By Eva Makena · May 23, 2026

So You Think You Know Sharks? Think Again.

Let's be honest. Most of what we know about sharks comes from movies. Jaws. The Meg. That one clip on YouTube where someone screams and runs out of the water. While those are entertaining, they've misrepresented sharks.

So here's what sharks are actually like. 

They're way smarter than you think

Sharks are intelligent animals capable of learning. Back in the 1950s, a scientist named Dr. Eugenie Clark, nicknamed "the Shark Lady," found that lemon sharks could recognize colors, shapes, and even learn to perform behaviors on command. More recent research shows that young sharks can learn by watching other sharks, a skill scientists once thought only highly social animals like birds and mammals had.

 

They also have their own social ranks. Bigger, older sharks tend to dominate. They communicate using body language. They arch their backs to seem more threatening or drop their pectoral fins as a warning to back off. 

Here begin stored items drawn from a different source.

//! `fp-oracle`: edge cost oracles for the rust_fp route solver.
//!
//! The solver treats edge costs as an opaque function of (edge, remaining
//! resource, absolute time).  This crate defines that contract
//! ([`CostOracle`]) and ships one concrete implementation,
//! [`FlightCostModel`], so the workspace runs end to end.
//!
//! | Module          | Contents                                              |
//! |-----------------|-------------------------------------------------------|
//! | [`oracle`]      | `CostOracle`, `EdgeQuery`, `EdgeCost`                  |
//! | [`wind`]        | `WindField`, `Wind` (CSV, synthetic, calm)             |
//! | [`performance`] | `PerformanceTable` (weight → fuel flow)               |
//! | [`ansp`]        | `AnspRegion`, `ansp_cost`                              |
//! | [`model`]       | `AircraftParams`, `FlightCostModel`                    |
//! | [`error`]       | `OracleError`, `OracleResult<T>`                       |

pub mod ansp;
pub mod error;
pub mod model;
pub mod oracle;
pub mod performance;
pub mod wind;

#[cfg(test)]
mod tests;

pub use ansp::{AnspRegion, ansp_cost};
pub use error::{OracleError, OracleResult};
pub use model::{AircraftParams, FlightCostModel, isa_temperature_k};
pub use oracle::{CostOracle, EdgeCost, EdgeQuery};
pub use performance::PerformanceTable;
pub use wind::{Wind, WindField};
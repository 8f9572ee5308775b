//! Oracle error type.

use thiserror::Error;

use fp_core::NodeId;

/// Errors produced by cost oracles and their table loaders.
#[derive(Debug, Error)]
pub enum OracleError {
    /// The oracle returned a value outside its contract (negative elapsed
    /// time, NaN, infinity, non-positive ground speed, ...).
    #[error("oracle contract violation: {0}")]
    ContractViolation(String),

    #[error("no wind samples for waypoint {0}")]
    MissingWaypoint(NodeId),

    #[error("invalid table: {0}")]
    InvalidTable(String),

    #[error("CSV error: {0}")]
    Csv(#[from] csv::Error),

    #[error("I/O error: {0}")]
    Io(#[from] std::io::Error),
}

pub type OracleResult<T> = Result<T, OracleError>;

They don't really want to eat you

Here's a stat that should calm you down: you are more likely to be killed by a cow than a shark. Cows kill around 20 people a year. Sharks? Far fewer and most of those are accidental.

Sharks don't hunt humans. When they do bite, it's usually a case of mistaken identity a surfer on a board looks a lot like a seal from below. Most of the time, they take one bite, realise you're not what they were looking for, and leave. Not exactly the relentless predator from the movies.

How they actually hunt

Most sharks prefer to hunt at night or in the late afternoon. They use a mix of senses: sight, smell, and something called electroreception, allowing them to detect the tiny electrical fields every living creature emits. That's how they can find prey even in murky water.

Some sharks hunt alone. Others, like hammerheads, hunt in groups with a clear structure. A few species even cooperate. They surround their prey together before one takes the first bite. It's strategic.

The bottom line

Sharks have been around for over 450 million years. They survived mass extinctions that wiped out the dinosaurs. They are ancient, complex, and deeply important to the ocean.

The more you know about them, the harder it is to fear them, and the easier it is to care about what's happening to them.